■ Exercise
Counting only lines below that contain the string "which", give the total as a single number.

(Stored items)

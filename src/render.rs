/// Render and redirect instructions
///
/// Template rendering lives outside this core: handlers emit a render
/// instruction (template id + context mapping) which the external renderer
/// turns into HTML. The instruction is serialized as the JSON response body,
/// which also gives the cache layer a stable byte payload to store.
use actix_web::http::header::LOCATION;
use actix_web::HttpResponse;
use serde_json::Value;

/// Serialize a render instruction to the bytes the cache layer stores.
pub fn render_payload(template: &str, context: &Value) -> Vec<u8> {
    serde_json::to_vec(&serde_json::json!({
        "template": template,
        "context": context,
    }))
    .unwrap_or_default()
}

/// Respond with a render instruction for `template` over `context`.
pub fn render_page(template: &str, context: &Value) -> HttpResponse {
    HttpResponse::Ok()
        .content_type("application/json")
        .body(render_payload(template, context))
}

/// Respond with previously rendered payload bytes (cache hits).
pub fn render_cached(payload: Vec<u8>) -> HttpResponse {
    HttpResponse::Ok()
        .content_type("application/json")
        .body(payload)
}

/// HTTP 302 to `location`.
pub fn redirect(location: &str) -> HttpResponse {
    HttpResponse::Found()
        .insert_header((LOCATION, location))
        .finish()
}

/// Redirect an unauthenticated request to the login route, preserving the
/// originally requested path.
pub fn login_redirect(login_url: &str, next: &str) -> HttpResponse {
    redirect(&format!("{}?next={}", login_url, next))
}

/// The custom not-found page instruction.
pub fn not_found_page() -> HttpResponse {
    HttpResponse::NotFound()
        .content_type("application/json")
        .body(render_payload(
            "core/404.html",
            &serde_json::json!({ "title": "Page not found" }),
        ))
}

■ Exercise output
2